Rhinocommon Array[mesh]

Hi all,

I am trying to write a mesh to a .obj file using Rhinocommon from Python. Specifically I am using:

write_options = Rhino.FileIO.FileWriteOptions()
Rhino.FileIO.FileObj.Write(folder_path, mesh, write_options)

However, I get an error stating that an Array[Mesh] is expected instead of a Mesh. Could anyone explain how to transform a single Rhino.Geometry.Mesh() into an array of meshes? Unfortunately, I did not see it as an available class in Rhino.Geometry.Collections.

Error: Runtime error (ArgumentTypeException): expected Array[Mesh], got Mesh

Thank you for your time!

If just putting it into a list doesn’t work via the automagick, I would try a System.Array or System.Collections.ArrayList.

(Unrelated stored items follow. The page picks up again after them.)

impl TrajCtrl {
    /// Begin tracking a trajectory.
    ///
    /// Tracking starts on the next call to `proc`. The full pose sequence is
    /// transformed with the same mirror-then-flip order used per tick and
    /// saved once through the session for visualisation.
    ///
    /// Activating while a trajectory is already being tracked is an error;
    /// call `cancel` first.
    pub fn activate(
        &mut self,
        trajectory: Trajectory,
        mirror: bool,
        now_s: f64,
    ) -> Result<(), TrajCtrlError> {
        if self.mode == Mode::Tracking {
            return Err(TrajCtrlError::AlreadyTracking);
        }

        info!(
            "Tracking new trajectory, duration {:.3} s, mirror: {}",
            trajectory.duration_s(),
            mirror
        );

        // Transformed pose sequence for visualisation, saved once
        let poses: Vec<Pose2> = trajectory
            .poses()
            .iter()
            .map(|p| {
                crate::field::transform_pose(&self.params.field, p, mirror, self.params.alliance)
            })
            .collect();
        session::save("traj_ctrl/path_poses.json", poses);

        self.controllers.reset();
        self.trajectory = Some(trajectory);
        self.mirror = mirror;
        self.start_time_s = now_s;
        self.override_rotation_rad = None;
        self.override_seeded = false;
        self.mode = Mode::Tracking;

        Ok(())
    }

    /// Cancel the current trajectory.
    ///
    /// Treated identically to normal completion, with no rollback of
    /// controller state.
    pub fn cancel(&mut self) {
        if self.mode == Mode::Tracking {
            info!("Trajectory tracking cancelled");
            self.mode = Mode::Finished;
        }
    }

    /// Set or clear the override rotation target.
    ///
    /// While set, the heading tracks the override target through a profiled
    /// point controller instead of the trajectory heading. Clearing reverts
    /// to the trajectory heading on the next tick.
    pub fn set_override_rotation(&mut self, rotation_rad: Option<f64>) {
        self.override_rotation_rad = rotation_rad.map(wrap_to_pi);
        if rotation_rad.is_none() {
            self.override_seeded = false;
        }
    }

    /// True once the trajectory has completed or been cancelled.
    pub fn is_finished(&self) -> bool {
        self.mode == Mode::Finished
    }

    /// Mode idle.
    ///
    /// No actions are taken in this mode. To move to Tracking the user must
    /// call `activate`.
    fn mode_idle(&mut self) -> Result<(), TrajCtrlError> {
        Ok(())
    }

    /// Mode tracking.
    ///
    /// Samples the trajectory at the elapsed time, transforms the sampled
    /// state, and combines PID feedback with the setpoint's feedforward.
    fn mode_tracking(&mut self) -> Result<(), TrajCtrlError> {
        let now_s = self.input_data.now_s;
        let elapsed_s = now_s - self.start_time_s;

        let (setpoint, duration_s) = {
            let trajectory = self.trajectory.as_ref().ok_or(TrajCtrlError::NoTrajectory)?;
            let duration_s = trajectory.duration_s();

            // Sampling past the end holds the final state
            let raw = trajectory.sample(elapsed_s.min(duration_s));
            (
                transform_state(&self.params.field, &raw, self.mirror, self.params.alliance),
                duration_s,
            )
        };

        let measured = self.input_data.pose;

        // Translational feedback, two independent loops sharing gains
        let fb_vx = self.controllers.x_pid.calculate(
            measured.position_m.x,
            setpoint.pose.position_m.x,
            now_s,
        );
        let fb_vy = self.controllers.y_pid.calculate(
            measured.position_m.y,
            setpoint.pose.position_m.y,
            now_s,
        );

        // Rotation: trajectory heading by default, the profiled override
        // controller while an override target is set
        let (omega, fb_omega, ff_omega) = match self.override_rotation_rad {
            Some(target_rad) => {
                if !self.override_seeded {
                    // Reseed at the measured state so the first output is
                    // continuous with the measured motion
                    self.controllers
                        .override_pid
                        .reset(measured.heading_rad, self.input_data.velocity.omega_rads);
                    self.override_seeded = true;
                }
                let omega =
                    self.controllers
                        .override_pid
                        .calculate(measured.heading_rad, target_rad, now_s);
                (omega, omega, 0.0)
            }
            None => {
                self.override_seeded = false;
                let fb = self.controllers.heading_pid.calculate(
                    measured.heading_rad,
                    setpoint.pose.heading_rad,
                    now_s,
                );
                (fb + setpoint.omega_rads, fb, setpoint.omega_rads)
            }
        };

        // Setpoint velocity is already field-relative, added directly
        let speeds = ChassisSpeeds::new(fb_vx + setpoint.vx_ms, fb_vy + setpoint.vy_ms, omega);

        // Module force hints are generated in the path's local frame, rotate
        // them into the field frame using the commanded heading
        let module_forces_n: Vec<[f64; 2]> = setpoint
            .module_forces_n
            .iter()
            .map(|f| {
                let rotated = rotate_vec(&Vector2::new(f[0], f[1]), setpoint.pose.heading_rad);
                [rotated.x, rotated.y]
            })
            .collect();

        self.report.elapsed_s = elapsed_s;
        self.report.x_error_m = setpoint.pose.position_m.x - measured.position_m.x;
        self.report.y_error_m = setpoint.pose.position_m.y - measured.position_m.y;
        self.report.heading_error_rad = ang_dist(measured.heading_rad, setpoint.pose.heading_rad);
        self.report.override_active = self.override_rotation_rad.is_some();

        if let Err(e) = self.arch_tick.serialise(TickRecord {
            elapsed_s,
            meas_x_m: measured.position_m.x,
            meas_y_m: measured.position_m.y,
            meas_heading_rad: measured.heading_rad,
            set_x_m: setpoint.pose.position_m.x,
            set_y_m: setpoint.pose.position_m.y,
            set_heading_rad: setpoint.pose.heading_rad,
            fb_vx_ms: fb_vx,
            fb_vy_ms: fb_vy,
            fb_omega_rads: fb_omega,
            ff_vx_ms: setpoint.vx_ms,
            ff_vy_ms: setpoint.vy_ms,
            ff_omega_rads: ff_omega,
            override_rotation_rad: self.override_rotation_rad,
        }) {
            warn!("Could not archive tracking tick: {}", e);
        }

        self.output_data.speeds = Some(speeds);
        self.output_data.module_forces_n = module_forces_n;

        // Completion is driven purely by elapsed time against duration
        if elapsed_s >= duration_s {
            info!("Trajectory tracking finished at {:.3} s", elapsed_s);
            self.mode = Mode::Finished;
            self.report.finished = true;
        }

        Ok(())
    }

    /// Mode finished.
    ///
    /// Terminal for the loaded trajectory: a stop command is emitted each
    /// tick until a new trajectory is activated.
    fn mode_finished(&mut self) -> Result<(), TrajCtrlError> {
        self.output_data.speeds = Some(ChassisSpeeds::default());
        self.report.finished = true;
        Ok(())
    }
}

A lot of those .NET types under the hood are generic types, and e.g. you have to restrict their contents to specified types. That’s not a problem if you only have a single element, but you might need to first construct a concrete type using something like:

from System.Collections.Generic import List
TypeHintList = List[Grasshopper.Kernel.Parameters.IGH_TypeHint]

Thanks,

Do you know if that would also work if I need to run the code outside GHPython, e.g. Python 3 inside VS code?

list ([…]) will work. System is an IronPython only library, so probably not. But I don’t know what the CPython projects that can import Rhino have available.

The notation is worth learning, as coincidentally the .NET generic syntax is much the same as CPython 3 typing annotations. It’s also definitely possible to make that code work on both platforms, by building a dummy System.Array type on CPython >= 3.7 that behaves the same way, by subclassing list and implementing __class_getitem__ on it.

Thanks for the suggestions! Will take a look how to proceed. Perhaps I’ll just turn to an alternative meshing lib in CPython for saving meshes to obj.

Apparently it was easier to just dump my meshes into a json file. Also solves the problem, though not with obj.

Well done. If it works, it works. .json lets you take a peek inside the file to double check it looks right, before carrying out an expensive process too.